Data shown:
◆ ◆ ◆
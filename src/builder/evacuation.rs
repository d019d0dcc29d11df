//! Multi-source, multi-exit evacuation.
//!
//! Moves people from source zones to exits, trading the number evacuated
//! against the time the last exit is reached.
//!
//! # Formulation
//!
//! ```text
//! flow[e] ∈ ℤ, 0 ≤ flow[e] ≤ ⌊cap[e]⌋,  used[e] ∈ {0, 1}
//! t[k] ∈ ℤ≥0 per exit k,  t_max ∈ ℤ≥0
//!
//! source s:        Σ out − Σ in ≤ supply[s],  Σ out ≥ 1
//! intermediate:    Σ in = Σ out
//! flow[e] ≤ cap[e] · used[e]
//! t[k] ≥ time[e] · used[e]      for every edge e upstream of k
//! t_max ≥ t[k]
//! t_max ≤ max_time
//!
//! maximize  α · Σ flow into exits / Σ supply − (1 − α) · t_max
//! ```
//!
//! Exits carry no balance constraint. `t[k]` bounds the slowest single
//! opened edge upstream of `k`, not the length of a path.

use log::debug;
use petgraph::visit::{Bfs, Reversed};
use petgraph::Direction as EdgeDirection;
use serde::{Deserialize, Serialize};
use std::collections::{BTreeMap, BTreeSet};
use std::time::Duration;

use super::{net_outflow, no_solution_message};
use crate::error::ModelError;
use crate::interpret::{diagnose, EvacuationKpi};
use crate::lp::{self, Direction, LinearExpr, LpModel, ModelStatistics, Relation, Solution, SolveOptions, Solver, SolverStatus, VarId, VarKind};
use crate::models::{ConstraintCategory, ConstraintTag, EdgeFlow, FlowNetwork, NodeRole};
use crate::objective::flow_versus_time;
use crate::validation::{validate_network, NetworkShape};

/// Evacuation parameters.
#[derive(Debug, Clone, Copy, PartialEq, Serialize, Deserialize)]
#[serde(default)]
pub struct EvacuationOptions {
    /// Upper bound on `t_max`.
    pub max_time: i64,
    /// Weight of evacuated flow against total time, in `[0, 1]`.
    pub alpha: f64,
}

impl Default for EvacuationOptions {
    fn default() -> Self {
        Self {
            max_time: 60,
            alpha: 0.7,
        }
    }
}

impl EvacuationOptions {
    /// Sets the time horizon.
    pub fn with_max_time(mut self, max_time: i64) -> Self {
        self.max_time = max_time;
        self
    }

    /// Sets the flow weight.
    pub fn with_alpha(mut self, alpha: f64) -> Self {
        self.alpha = alpha;
        self
    }
}

/// Evacuation result.
#[derive(Debug, Clone, PartialEq, Serialize, Deserialize)]
pub struct EvacuationPlan {
    pub status: SolverStatus,
    pub message: Option<String>,
    pub objective_value: Option<f64>,
    /// Per-edge flows in edge order.
    pub edges: Vec<EdgeFlow>,
    /// People reaching exits.
    pub total_flow: f64,
    /// Value of `t_max`.
    pub total_time: f64,
    /// Value of `t[k]` per exit.
    pub time_per_sink: BTreeMap<String, f64>,
    pub kpi: Option<EvacuationKpi>,
    pub statistics: ModelStatistics,
    pub solve_time: Duration,
    pub diagnostics: Vec<String>,
}

/// A built evacuation model and its variable handles.
#[derive(Debug, Clone)]
pub struct EvacuationModel {
    pub model: LpModel,
    pub flow: Vec<VarId>,
    pub used: Vec<VarId>,
    /// Arrival time per exit, in node order.
    pub arrival: Vec<(String, VarId)>,
    pub t_max: VarId,
}

impl EvacuationModel {
    /// Reads a solution of this model back into a plan.
    pub fn interpret(&self, network: &FlowNetwork, solution: &Solution) -> EvacuationPlan {
        let mut plan = EvacuationPlan {
            status: solution.status,
            message: no_solution_message(solution.status, "check exit capacities and the time horizon."),
            objective_value: solution.objective_value,
            edges: Vec::new(),
            total_flow: 0.0,
            total_time: 0.0,
            time_per_sink: BTreeMap::new(),
            kpi: None,
            statistics: self.model.statistics(),
            solve_time: solution.solve_time,
            diagnostics: diagnose::explain(&self.model, solution),
        };
        if !solution.has_assignment() {
            return plan;
        }

        let values: Vec<f64> = self.flow.iter().map(|&v| solution.value(v)).collect();
        plan.edges = network
            .edges
            .iter()
            .zip(&values)
            .zip(&self.used)
            .map(|((edge, &flow), &used)| EdgeFlow {
                from: edge.from.clone(),
                to: edge.to.clone(),
                flow,
                used: solution.is_set(used),
            })
            .collect();
        plan.time_per_sink = self
            .arrival
            .iter()
            .map(|(sink, var)| (sink.clone(), solution.value(*var)))
            .collect();
        plan.total_time = solution.value(self.t_max);

        let kpi = EvacuationKpi::calculate(network, &values);
        plan.total_flow = kpi.total_flow;
        plan.kpi = Some(kpi);
        plan
    }
}

/// Builds evacuation models.
pub struct EvacuationBuilder<'a> {
    network: &'a FlowNetwork,
    options: EvacuationOptions,
}

impl<'a> EvacuationBuilder<'a> {
    /// Creates a builder with default options.
    pub fn new(network: &'a FlowNetwork) -> Self {
        Self {
            network,
            options: EvacuationOptions::default(),
        }
    }

    /// Sets the options.
    pub fn with_options(mut self, options: EvacuationOptions) -> Self {
        self.options = options;
        self
    }

    /// Builds the model.
    pub fn build(&self) -> Result<EvacuationModel, ModelError> {
        validate_network(self.network, NetworkShape::MultiTerminal).map_err(ModelError::InvalidInput)?;
        if self.options.max_time < 0 {
            return Err(ModelError::InvalidParameter {
                name: "max_time",
                reason: format!("must be non-negative, got {}", self.options.max_time),
            });
        }

        let network = self.network;
        let mut model = LpModel::new("evacuation");

        let flow = network
            .edges
            .iter()
            .map(|e| model.declare_variable(VarKind::Integer, 0.0, e.capacity.floor(), format!("x_{}_{}", e.from, e.to)))
            .collect::<Result<Vec<_>, _>>()?;
        let used = network
            .edges
            .iter()
            .map(|e| model.declare_variable(VarKind::Binary, 0.0, 1.0, format!("y_{}_{}", e.from, e.to)))
            .collect::<Result<Vec<_>, _>>()?;
        let arrival = network
            .nodes_with_role(NodeRole::Sink)
            .map(|n| {
                model
                    .declare_variable(VarKind::Integer, 0.0, f64::INFINITY, format!("t_{}", n.id))
                    .map(|var| (n.id.clone(), var))
            })
            .collect::<Result<Vec<_>, _>>()?;
        let t_max = model.declare_variable(VarKind::Integer, 0.0, f64::INFINITY, "t_max")?;

        for node in &network.nodes {
            match node.role {
                NodeRole::Source => {
                    model.add_linear_constraint(
                        net_outflow(network, &flow, &node.id),
                        Relation::Le,
                        node.supply,
                        ConstraintTag::single(ConstraintCategory::SourceSupply, &node.id),
                    )?;
                    model.add_linear_constraint(
                        LinearExpr::sum(network.outgoing(&node.id).into_iter().map(|i| flow[i])),
                        Relation::Ge,
                        1.0,
                        ConstraintTag::single(ConstraintCategory::SourceMinimum, &node.id),
                    )?;
                }
                NodeRole::Intermediate => {
                    model.add_linear_constraint(
                        net_outflow(network, &flow, &node.id),
                        Relation::Eq,
                        0.0,
                        ConstraintTag::single(ConstraintCategory::Conservation, &node.id),
                    )?;
                }
                NodeRole::Sink => {}
            }
        }

        for (i, e) in network.edges.iter().enumerate() {
            model.add_linear_constraint(
                LinearExpr::from(flow[i]).with_term(used[i], -e.capacity),
                Relation::Le,
                0.0,
                ConstraintTag::edge(ConstraintCategory::EdgeLink, &e.from, &e.to),
            )?;
        }

        for (sink, t_sink) in &arrival {
            for i in upstream_edges(network, sink) {
                let e = &network.edges[i];
                model.add_linear_constraint(
                    LinearExpr::from(*t_sink).with_term(used[i], -e.time),
                    Relation::Ge,
                    0.0,
                    ConstraintTag::new(
                        ConstraintCategory::ArrivalTime,
                        vec![sink.clone(), e.from.clone(), e.to.clone()],
                    ),
                )?;
            }
            model.add_linear_constraint(
                LinearExpr::from(t_max).with_term(*t_sink, -1.0),
                Relation::Ge,
                0.0,
                ConstraintTag::single(ConstraintCategory::HorizonLink, sink),
            )?;
        }

        model.add_linear_constraint(
            LinearExpr::from(t_max),
            Relation::Le,
            self.options.max_time as f64,
            ConstraintTag::bare(ConstraintCategory::Horizon),
        )?;

        let into_sinks = LinearExpr::sum(
            arrival
                .iter()
                .flat_map(|(sink, _)| network.incoming(sink))
                .map(|i| flow[i]),
        );
        let objective = flow_versus_time(into_sinks, network.total_supply(), t_max, self.options.alpha)?;
        model.set_objective(objective, Direction::Maximize)?;

        let stats = model.statistics();
        debug!(
            "evacuation model: {} exits, {} edges -> {} vars, {} constraints",
            arrival.len(),
            network.edges.len(),
            stats.num_variables,
            stats.num_constraints
        );

        Ok(EvacuationModel {
            model,
            flow,
            used,
            arrival,
            t_max,
        })
    }

    /// Builds, solves and interprets.
    pub fn solve<S: Solver + ?Sized>(&self, solver: &S, options: &SolveOptions) -> Result<EvacuationPlan, ModelError> {
        let built = self.build()?;
        let solution = lp::solve(&built.model, solver, options);
        Ok(built.interpret(self.network, &solution))
    }
}

/// Indices of edges from which `sink` is reachable, ascending.
///
/// Walks the reversed graph from the sink; every edge entering a visited
/// node lies upstream.
fn upstream_edges(network: &FlowNetwork, sink: &str) -> Vec<usize> {
    let (graph, index) = network.graph();
    let Some(&start) = index.get(sink) else {
        return Vec::new();
    };

    let reversed = Reversed(&graph);
    let mut bfs = Bfs::new(reversed, start);
    let mut edges = BTreeSet::new();
    while let Some(node) = bfs.next(reversed) {
        edges.extend(graph.edges_directed(node, EdgeDirection::Incoming).map(|e| *e.weight()));
    }
    edges.into_iter().collect()
}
◆ ◆ ◆
Aim of the task:
Search the records for the string "Some", and copy every line that holds it.

The completed task:
        plan.kpi = Some(kpi);
    let Some(&start) = index.get(sink) else {
    while let Some(node) = bfs.next(reversed) {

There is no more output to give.